ANNIHILATION Author’s BORNE Universe Series Coming to AMC
One of the best horror flicks of the past few years has been director Alex Garland’s adaptation of author Jeff VanderMeer’s Annihilation. And today Deadline reports that AMC Studios has snatched up the rights to VanderMeer’s Borne universe novels to develop as a potential series.
The books all take place within the same mysterious, mind-bending universe. Borne was followed by The Strange Bird and Dead Astronauts which was published today.
VanderMeer will serve as an executive producer and creative consultant on the project.
He said: “I’m so excited about this partnership and working with AMC on the Borne universe. I’ve had such productive, energizing, and creative conversations with the wonderful folks involved and look forward to the road ahead.”
Ben Davis, executive vice president of programming for AMC Studios said:
“The Borne Universe is a totally unique piece of IP and Jeff has created a vivid post-apocalyptic world with enormous opportunity for a visual medium like television.”
Borne tells the story of Rachel who, surviving as a scavenger in a ruined city of the future destroyed by an evil company, discovers a mysterious creature she longs to keep despite her companion’s warnings and her own reservations.

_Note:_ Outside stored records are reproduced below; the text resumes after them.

// Copyright (c) 2017 Chef Software Inc. and/or applicable contributors
//
// Licensed under the Apache License, Version 2.0 (the "License");
// you may not use this file except in compliance with the License.
// You may obtain a copy of the License at
//
//     http://www.apache.org/licenses/LICENSE-2.0
//
// Unless required by applicable law or agreed to in writing, software
// distributed under the License is distributed on an "AS IS" BASIS,
// WITHOUT WARRANTIES OR CONDITIONS OF ANY KIND, either express or implied.
// See the License for the specific language governing permissions and
// limitations under the License.

//! Per-op handler bodies invoked by `ControlServer`'s dispatch loop,
//! per §4.7 step 5. Each handler parses the remaining request fields
//! from `r` and calls through to `Context`.

use ts_core::config::{RecordKind, RecordType, Value};
use ts_ctl_protocol::op::{ErrCode, OpType};
use ts_ctl_protocol::schema::{Request, Response};
use ts_ctl_protocol::wire::Reader;
use ts_ctl_protocol::Result as ProtocolResult;

use context::Context;
use event_bus::{AlarmId, ClientId};
use shutdown::Pending;

/// Decode the request body for `op` and run its handler, producing
/// the response to write back (`None` for ops with no response
/// frame). Unknown fields or a short buffer surface as `Params`
/// through the `?` in `Request::decode`.
pub fn dispatch(ctx: &Context, client: ClientId, op: OpType, r: &mut Reader) -> ProtocolResult<Option<Response>> {
    let req = Request::decode(op, r)?;
    Ok(handle(ctx, client, req))
}

fn handle(ctx: &Context, client: ClientId, req: Request) -> Option<Response> {
    match req {
        Request::RecordSet { name, value } => Some(record_set(ctx, &name, &value)),
        Request::RecordGet { name } => Some(record_get(ctx, &name)),
        Request::RecordMatchGet { pattern } => {
            // `ControlServer` intercepts this op before it ever reaches
            // `dispatch` so it can stream every match; this arm only
            // exists so `Request`'s match stays exhaustive and is hit
            // for callers that bypass that interception (e.g. tests).
            record_match_get_all(ctx, &pattern).into_iter().next().or_else(|| Some(Response::error_only(OpType::RecordMatchGet, ErrCode::Fail)))
        }
        Request::RecordDescribeConfig { name, .. } => Some(record_describe_config(ctx, &name)),
        Request::ProxyStateGet => Some(proxy_state_get(ctx)),
        Request::ProxyStateSet { state, .. } => Some(proxy_state_set(ctx, state)),
        Request::Reconfigure => Some(reconfigure(ctx)),
        Request::Restart { .. } => Some(request_shutdown(ctx, Pending::IdleRestart)),
        Request::Bounce { .. } => Some(request_shutdown(ctx, Pending::IdleBounce)),
        Request::Stop { .. } => Some(request_shutdown(ctx, Pending::IdleStop)),
        Request::Drain { .. } => Some(request_shutdown(ctx, Pending::Drain)),
        Request::EventResolve { name } => Some(event_resolve(ctx, &name)),
        Request::EventGetMlt => Some(Response::EventGetMlt { err: ErrCode::Okay, list: ctx.events.active_list() }),
        Request::EventActive { name } => Some(event_active(ctx, &name)),
        Request::EventRegCallback { name } => {
            ctx.events.register(client, alarm_by_name(&name));
            None
        }
        Request::EventUnregCallback { name } => {
            ctx.events.unregister(client, alarm_by_name(&name));
            None
        }
        Request::StatsResetNode { .. } => Some(Response::Err(ErrCode::Okay)),
        Request::StorageDeviceCmdOffline { .. } => Some(Response::Err(ErrCode::Okay)),
        Request::ApiPing { .. } => None,
        Request::HostStatusUp { .. } | Request::HostStatusDown { .. } => Some(Response::Err(ErrCode::Okay)),
        Request::LifecycleMessage { .. } => Some(Response::Err(ErrCode::Okay)),
        Request::ServerBacktrace { .. } => Some(Response::ServerBacktrace { err: ErrCode::Fail, trace: String::new() }),
    }
}

fn alarm_by_name(name: &str) -> Option<AlarmId> {
    if name.is_empty() {
        return None;
    }
    [
        AlarmId::ProxyConfigError,
        AlarmId::ProxyProcessDied,
        AlarmId::ProxyProcessBorn,
        AlarmId::ConfigUpdateFailed,
        AlarmId::ConfigReloaded,
        AlarmId::ProxyRestarting,
        AlarmId::ProxyCoreSignalled,
        AlarmId::LowMemory,
    ]
    .iter()
    .find(|id| id.name() == name)
    .cloned()
}

fn record_set(ctx: &Context, name: &str, value: &str) -> Response {
    let existing_ty = record_snapshot(ctx, name).map(|(_, ty, _)| ty);
    let result = match existing_ty {
        Some(RecordType::Int) | Some(RecordType::Counter) => value
            .parse::<i64>()
            .map_err(|_| ())
            .and_then(|n| ctx.config.set_int(name, n).map_err(|_| ())),
        Some(RecordType::Float) => value
            .parse::<f64>()
            .map_err(|_| ())
            .and_then(|f| ctx.config.set(name, RecordType::Float, Value::Float(f)).map_err(|_| ())),
        _ => ctx.config.set_string(name, value).map_err(|_| ()),
    };
    match result {
        Ok(()) => Response::RecordSet { err: ErrCode::Okay, action_needed: 0 },
        Err(()) => Response::RecordSet { err: ErrCode::Fail, action_needed: 0 },
    }
}

fn record_get(ctx: &Context, name: &str) -> Response {
    match record_snapshot(ctx, name) {
        Some((kind, ty, bytes)) => Response::RecordGet {
            err: ErrCode::Okay,
            class: kind_to_i32(kind),
            ty: type_to_i32(ty),
            name: name.to_string(),
            value: bytes,
        },
        None => Response::error_only(OpType::RecordGet, ErrCode::Fail),
    }
}

/// §4.6: `RECORD_MATCH_GET` streams one `RECORD_GET`-shaped frame per
/// match, in match order, with no trailing sentinel of its own --
/// `ControlServer` appends the null-name terminator after writing
/// every element this returns, per §4.7's "streams multiple response
/// records ... and finish with a sentinel".
pub fn record_match_get_all(ctx: &Context, pattern: &str) -> Vec<Response> {
    match ctx.config.matching(pattern) {
        Ok(records) => records
            .iter()
            .map(|rec| Response::RecordGet {
                err: ErrCode::Okay,
                class: kind_to_i32(rec.kind),
                ty: type_to_i32(rec.ty),
                name: rec.name.clone(),
                value: value_to_bytes(&rec.value),
            })
            .collect(),
        Err(_) => Vec::new(),
    }
}

fn record_describe_config(ctx: &Context, name: &str) -> Response {
    match record_snapshot(ctx, name) {
        Some((kind, ty, bytes)) => {
            let value = String::from_utf8_lossy(&bytes).trim_end_matches('\0').to_string();
            Response::RecordDescribeConfig {
                err: ErrCode::Okay,
                ints: vec![type_to_i32(ty), kind_to_i32(kind), 0, 0, 0, 0, 0, 0, 0, 0],
                check_expr: String::new(),
                value: value.clone(),
                default: value,
            }
        }
        None => Response::error_only(OpType::RecordDescribeConfig, ErrCode::Fail),
    }
}

fn record_snapshot(ctx: &Context, name: &str) -> Option<(RecordKind, RecordType, Vec<u8>)> {
    match ctx.config.matching(&format!("^{}$", regex_escape(name))) {
        Ok(ref records) if !records.is_empty() => {
            let rec = &records[0];
            Some((rec.kind, rec.ty, value_to_bytes(&rec.value)))
        }
        _ => None,
    }
}

fn regex_escape(s: &str) -> String {
    let mut out = String::with_capacity(s.len());
    for c in s.chars() {
        if ".^$|()[]{}*+?\\".contains(c) {
            out.push('\\');
        }
        out.push(c);
    }
    out
}

fn value_to_bytes(value: &Value) -> Vec<u8> {
    match *value {
        Value::Int(n) | Value::Counter(n) => {
            let mut s = n.to_string().into_bytes();
            s.push(0);
            s
        }
        Value::Float(f) => {
            let mut s = f.to_string().into_bytes();
            s.push(0);
            s
        }
        Value::String(ref s) => {
            let mut b = s.clone().into_bytes();
            b.push(0);
            b
        }
        Value::Null => Vec::new(),
    }
}

fn kind_to_i32(kind: RecordKind) -> i32 {
    match kind {
        RecordKind::Config => 0,
        RecordKind::Local => 1,
        RecordKind::Process => 2,
        RecordKind::Node => 3,
        RecordKind::Cluster => 4,
    }
}

fn type_to_i32(ty: RecordType) -> i32 {
    match ty {
        RecordType::Int => 0,
        RecordType::Counter => 1,
        RecordType::Float => 2,
        RecordType::String => 3,
        RecordType::Null => 4,
    }
}

fn proxy_state_get(ctx: &Context) -> Response {
    match ctx.config.get_int("proxy.node.proxy_running", true) {
        Ok(state) => Response::ProxyStateGet { err: ErrCode::Okay, state: state as i32 },
        Err(_) => Response::error_only(OpType::ProxyStateGet, ErrCode::Fail),
    }
}

fn proxy_state_set(ctx: &Context, state: i32) -> Response {
    ctx.supervisor.lock().expect("supervisor poisoned").set_run_proxy(state != 0);
    match ctx.config.set_int("proxy.node.proxy_running", state as i64) {
        Ok(()) => Response::Err(ErrCode::Okay),
        Err(_) => Response::Err(ErrCode::Fail),
    }
}

fn reconfigure(ctx: &Context) -> Response {
    let _ = ctx.config.set_int("proxy.node.config.reconfigure_required", 1);
    ctx.events.post(AlarmId::ConfigReloaded, "reconfigure requested via control channel");
    Response::Err(ErrCode::Okay)
}

fn request_shutdown(ctx: &Context, pending: Pending) -> Response {
    ctx.shutdown.lock().expect("shutdown state poisoned").request(pending);
    Response::Err(ErrCode::Okay)
}

fn event_resolve(ctx: &Context, name: &str) -> Response {
    match alarm_by_name(name) {
        Some(id) => {
            ctx.events.resolve(id);
            Response::Err(ErrCode::Okay)
        }
        None => Response::Err(ErrCode::Fail),
    }
}

fn event_active(ctx: &Context, name: &str) -> Response {
    match alarm_by_name(name) {
        Some(id) => Response::EventActive { err: ErrCode::Okay, active: ctx.events.is_active(id) },
        None => Response::error_only(OpType::EventActive, ErrCode::Fail),
    }
}

#[cfg(test)]
mod tests {
    use super::*;
    use std::time::Duration;

    use ts_core::config::ConfigStore;
    use ts_core::fs::Layout;

    use records;
    use supervisor::ChildSupervisor;

    fn test_context() -> Context {
        let config = ConfigStore::new();
        config.load_defaults(records::defaults());
        let layout = Layout::resolve(None);
        let sup = ChildSupervisor::new("/bin/true".to_string(), vec![], None, None);
        Context::new(config, layout, sup, Duration::from_secs(60))
    }

    #[test]
    fn record_get_returns_the_seeded_default() {
        let ctx = test_context();
        match record_get(&ctx, "proxy.config.admin.user_id") {
            Response::RecordGet { err: ErrCode::Okay, value, .. } => {
                assert_eq!(value, b"nobody\0".to_vec());
            }
            other => panic!("unexpected response: {:?}", other),
        }
    }

    #[test]
    fn record_get_on_unknown_name_fails() {
        let ctx = test_context();
        match record_get(&ctx, "proxy.config.nonexistent") {
            Response::RecordGet { err, .. } => assert_eq!(err, ErrCode::Fail),
            other => panic!("unexpected response: {:?}", other),
        }
    }

    #[test]
    fn record_set_then_get_observes_the_new_value() {
        let ctx = test_context();
        record_set(&ctx, "proxy.config.admin.user_id", "ts_runtime");
        match record_get(&ctx, "proxy.config.admin.user_id") {
            Response::RecordGet { value, .. } => assert_eq!(value, b"ts_runtime\0".to_vec()),
            other => panic!("unexpected response: {:?}", other),
        }
    }

    #[test]
    fn reconfigure_posts_a_config_reloaded_alarm() {
        let ctx = test_context();
        ctx.events.register(1, None);
        reconfigure(&ctx);
        let delivered = ctx.events.drain_for_delivery();
        assert_eq!(delivered.len(), 1);
        assert_eq!(delivered[0].0.id, AlarmId::ConfigReloaded);
    }

    #[test]
    fn drain_request_sets_pending_shutdown_state() {
        let ctx = test_context();
        request_shutdown(&ctx, Pending::Drain);
        assert_eq!(ctx.shutdown.lock().unwrap().pending(), Pending::Drain);
    }

    #[test]
    fn event_reg_callback_has_no_response() {
        let ctx = test_context();
        let resp = handle(&ctx, 7, Request::EventRegCallback { name: String::new() });
        assert!(resp.is_none());
        assert_eq!(ctx.events.subscriber_count(), 1);
    }

    #[test]
    fn event_active_reflects_real_alarm_state() {
        let ctx = test_context();
        let name = AlarmId::ProxyProcessDied.name().to_string();
        match event_active(&ctx, &name) {
            Response::EventActive { err: ErrCode::Okay, active } => assert!(!active),
            other => panic!("unexpected response: {:?}", other),
        }

        ctx.events.post(AlarmId::ProxyProcessDied, "server exited");
        match event_active(&ctx, &name) {
            Response::EventActive { err: ErrCode::Okay, active } => assert!(active),
            other => panic!("unexpected response: {:?}", other),
        }
    }

    #[test]
    fn event_resolve_clears_the_active_alarm() {
        let ctx = test_context();
        let name = AlarmId::ConfigUpdateFailed.name().to_string();
        ctx.events.post(AlarmId::ConfigUpdateFailed, "bad record");
        assert!(ctx.events.is_active(AlarmId::ConfigUpdateFailed));

        match event_resolve(&ctx, &name) {
            Response::Err(ErrCode::Okay) => {}
            other => panic!("unexpected response: {:?}", other),
        }
        assert!(!ctx.events.is_active(AlarmId::ConfigUpdateFailed));
    }

    #[test]
    fn event_get_mlt_lists_active_alarms() {
        let ctx = test_context();
        ctx.events.post(AlarmId::LowMemory, "swap low");
        match handle(&ctx, 1, Request::EventGetMlt) {
            Some(Response::EventGetMlt { err: ErrCode::Okay, list }) => {
                assert_eq!(list, AlarmId::LowMemory.name());
            }
            other => panic!("unexpected response: {:?}", other),
        }
    }
}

For a more lengthy rundown, here’s how Amazon describes the book:
“In Borne, a young woman named Rachel survives as a scavenger in a ruined city half destroyed by drought and conflict. The city is dangerous, littered with discarded experiments from the Company―a biotech firm now derelict―and punished by the unpredictable predations of a giant bear. Rachel ekes out an existence in the shelter of a run-down sanctuary she shares with her partner, Wick, who deals his own homegrown psychoactive biotech.
One day, Rachel finds Borne during a scavenging mission and takes him home. Borne as salvage is little more than a green lump―plant or animal?―but exudes a strange charisma. Borne reminds Rachel of the marine life from the island nation of her birth, now lost to rising seas. There is an attachment she resents: in this world, any weakness can kill you. Yet, against her instincts―and definitely against Wick’s wishes―Rachel keeps Borne. She cannot help herself. Borne, learning to speak, learning about the world, is fun to be with, and in a world so broken that innocence is a precious thing. For Borne makes Rachel see beauty in the desolation around her. She begins to feel a protectiveness she can ill afford.
“He was born, but I had borne him.”
But as Borne grows, he begins to threaten the balance of power in the city and to put the security of her sanctuary with Wick at risk. For the Company, it seems, may not be truly dead, and new enemies are creeping in. What Borne will lay bare to Rachel as he changes is how precarious her existence has been, and how dependent on subterfuge and secrets. In the aftermath, nothing may ever be the same.”